__Description of the task__
Report every line of the data that includes "scan".
### Source material ###
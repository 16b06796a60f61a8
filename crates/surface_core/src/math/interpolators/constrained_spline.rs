//! Constrained cubic spline interpolation.

use super::derivative::{constrained_derivative, CurvePosition};
use super::Interpolator;
use crate::types::InterpolationError;
use num_traits::Float;

/// Constrained cubic spline interpolator with boundary clamping.
///
/// Stores the knot arrays and, at evaluation time, solves one local cubic
/// for the interval bracketing the query. Endpoint derivatives come from
/// the constrained estimator in [`constrained_derivative`], which damps
/// overshoot near local shape changes. There is no global tridiagonal
/// solve: each interval is independent, so a query costs O(n) for the
/// interval scan plus an O(1) coefficient solve.
///
/// Queries outside the knot span return the boundary ordinate; two-point
/// curves degrade to clamped linear interpolation.
///
/// # Type Parameters
///
/// * `T` - Floating-point type (e.g., `f64`, `f32`)
///
/// # Construction
///
/// At least 2 data points are required. Knots must be strictly increasing;
/// the constructor does not re-sort, because callers (the surface layer)
/// own the axis ordering. Degenerate spans surface as errors at
/// evaluation time.
///
/// # Example
///
/// ```
/// use surface_core::math::interpolators::{ConstrainedCubicSpline, Interpolator};
///
/// let xs: [f64; 3] = [1.0, 2.0, 3.0];
/// let ys = [0.30, 0.50, 0.45];
///
/// let spline = ConstrainedCubicSpline::new(&xs, &ys).unwrap();
/// let y = spline.interpolate(2.0).unwrap();
/// assert!((y - 0.50).abs() < 1e-12);
/// ```
#[derive(Debug, Clone)]
pub struct ConstrainedCubicSpline<T: Float> {
    /// Knot abscissae, strictly increasing
    xs: Vec<T>,
    /// Knot ordinates
    ys: Vec<T>,
}

impl<T: Float> ConstrainedCubicSpline<T> {
    /// Construct a constrained cubic spline from x and y data points.
    ///
    /// # Arguments
    ///
    /// * `xs` - Slice of strictly increasing abscissae
    /// * `ys` - Slice of corresponding ordinates
    ///
    /// # Returns
    ///
    /// * `Ok(ConstrainedCubicSpline)` - Successfully constructed interpolator
    /// * `Err(InterpolationError::InsufficientData)` - Fewer than 2 data points
    /// * `Err(InterpolationError::InvalidInput)` - Mismatched array lengths
    ///
    /// # Example
    ///
    /// ```
    /// use surface_core::math::interpolators::ConstrainedCubicSpline;
    ///
    /// // Valid construction
    /// let spline = ConstrainedCubicSpline::new(&[0.0, 1.0], &[0.2, 0.4]).unwrap();
    ///
    /// // Insufficient data
    /// let result = ConstrainedCubicSpline::new(&[0.0], &[0.2]);
    /// assert!(result.is_err());
    /// ```
    pub fn new(xs: &[T], ys: &[T]) -> Result<Self, InterpolationError> {
        if xs.len() != ys.len() {
            return Err(InterpolationError::InvalidInput(format!(
                "xs and ys must have same length: got {} and {}",
                xs.len(),
                ys.len()
            )));
        }

        if xs.len() < 2 {
            return Err(InterpolationError::InsufficientData {
                got: xs.len(),
                need: 2,
            });
        }

        Ok(Self {
            xs: xs.to_vec(),
            ys: ys.to_vec(),
        })
    }

    /// Returns a reference to the knot abscissae.
    #[inline]
    pub fn xs(&self) -> &[T] {
        &self.xs
    }

    /// Returns a reference to the knot ordinates.
    #[inline]
    pub fn ys(&self) -> &[T] {
        &self.ys
    }

    /// Returns the number of data points.
    #[inline]
    pub fn len(&self) -> usize {
        self.xs.len()
    }

    /// Returns true if the interpolator has no data points.
    /// Note: This should never be true for a valid interpolator.
    #[inline]
    pub fn is_empty(&self) -> bool {
        self.xs.is_empty()
    }

    /// Clamped linear interpolation for the two-point curve.
    fn interpolate_linear(&self, x: T) -> Result<T, InterpolationError> {
        let (x0, x1) = (self.xs[0], self.xs[1]);
        let (y0, y1) = (self.ys[0], self.ys[1]);
        if x <= x0 {
            return Ok(y0);
        }
        if x >= x1 {
            return Ok(y1);
        }
        let dx = x1 - x0;
        if dx == T::zero() {
            return Err(InterpolationError::NonMonotonicData { index: 1 });
        }
        Ok(y0 + (y1 - y0) * (x - x0) / dx)
    }

    /// Solve the bracketing interval's cubic and evaluate it at `x`.
    ///
    /// The interval's second-derivative endpoints are derived from the two
    /// constrained first derivatives, then the four coefficients of
    /// `a + b*x + c*x^2 + d*x^3` follow in closed form from matching
    /// `y0`, `y1` and those second derivatives.
    fn interpolate_cubic(&self, x: T) -> Result<T, InterpolationError> {
        let n = self.xs.len();
        let xs = &self.xs;
        let ys = &self.ys;

        if x <= xs[0] {
            return Ok(ys[0]);
        }
        if x >= xs[n - 1] {
            return Ok(ys[n - 1]);
        }

        // Forward scan for the first knot at or beyond the query; the
        // bracketing interval is [xs[i-1], xs[i]]. The clamps above
        // guarantee 1 <= i <= n-1.
        let mut i = n - 1;
        for k in 1..n {
            if xs[k] >= x {
                i = k;
                break;
            }
        }

        let m0 = constrained_derivative(
            xs,
            ys,
            i - 1,
            if i - 1 == 0 {
                CurvePosition::Start
            } else {
                CurvePosition::Interior
            },
        )?;
        let m1 = constrained_derivative(
            xs,
            ys,
            i,
            if i == n - 1 {
                CurvePosition::End
            } else {
                CurvePosition::Interior
            },
        )?;

        let (x0, x1) = (xs[i - 1], xs[i]);
        let (y0, y1) = (ys[i - 1], ys[i]);
        let h = x1 - x0;
        if h == T::zero() {
            return Err(InterpolationError::NonMonotonicData { index: i });
        }

        let two = T::from(2.0).unwrap();
        let six = T::from(6.0).unwrap();

        let f2_x0 = two * (m1 - m0) / h + six * (y1 - y0) / (h * h);
        let f2_x1 = two * (m1 + m0) / h + six * (y1 - y0) / (h * h);

        let d = (f2_x1 - f2_x0) / (six * h);
        let c = (x1 * f2_x0 - x0 * f2_x1) / (two * h);
        let b = ((y1 - y0) - c * (x1 * x1 - x0 * x0) - d * (x1 * x1 * x1 - x0 * x0 * x0)) / h;
        let a = y0 - b * x0 - c * x0 * x0 - d * x0 * x0 * x0;

        Ok(a + b * x + c * x * x + d * x * x * x)
    }
}

impl<T: Float> Interpolator<T> for ConstrainedCubicSpline<T> {
    /// Interpolate the value at point `x`.
    ///
    /// Queries at or outside the knot span return the boundary ordinate
    /// exactly. Two-point curves interpolate linearly; longer curves
    /// solve the bracketing interval's constrained cubic.
    ///
    /// # Arguments
    ///
    /// * `x` - The point at which to interpolate
    ///
    /// # Returns
    ///
    /// * `Ok(y)` - The interpolated (or clamped boundary) value
    /// * `Err(InterpolationError::NonMonotonicData)` - Zero-width interval
    ///   encountered during evaluation
    /// * `Err(InterpolationError::FlatSegment)` - Equal consecutive levels
    ///   where the derivative heuristic forms an inverse slope
    fn interpolate(&self, x: T) -> Result<T, InterpolationError> {
        if self.xs.len() == 2 {
            self.interpolate_linear(x)
        } else {
            self.interpolate_cubic(x)
        }
    }

    /// Return the knot span.
    #[inline]
    fn domain(&self) -> (T, T) {
        (self.xs[0], self.xs[self.xs.len() - 1])
    }
}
###
__Exercise output__
/// interval scan plus an O(1) coefficient solve.
        // Forward scan for the first knot at or beyond the query; the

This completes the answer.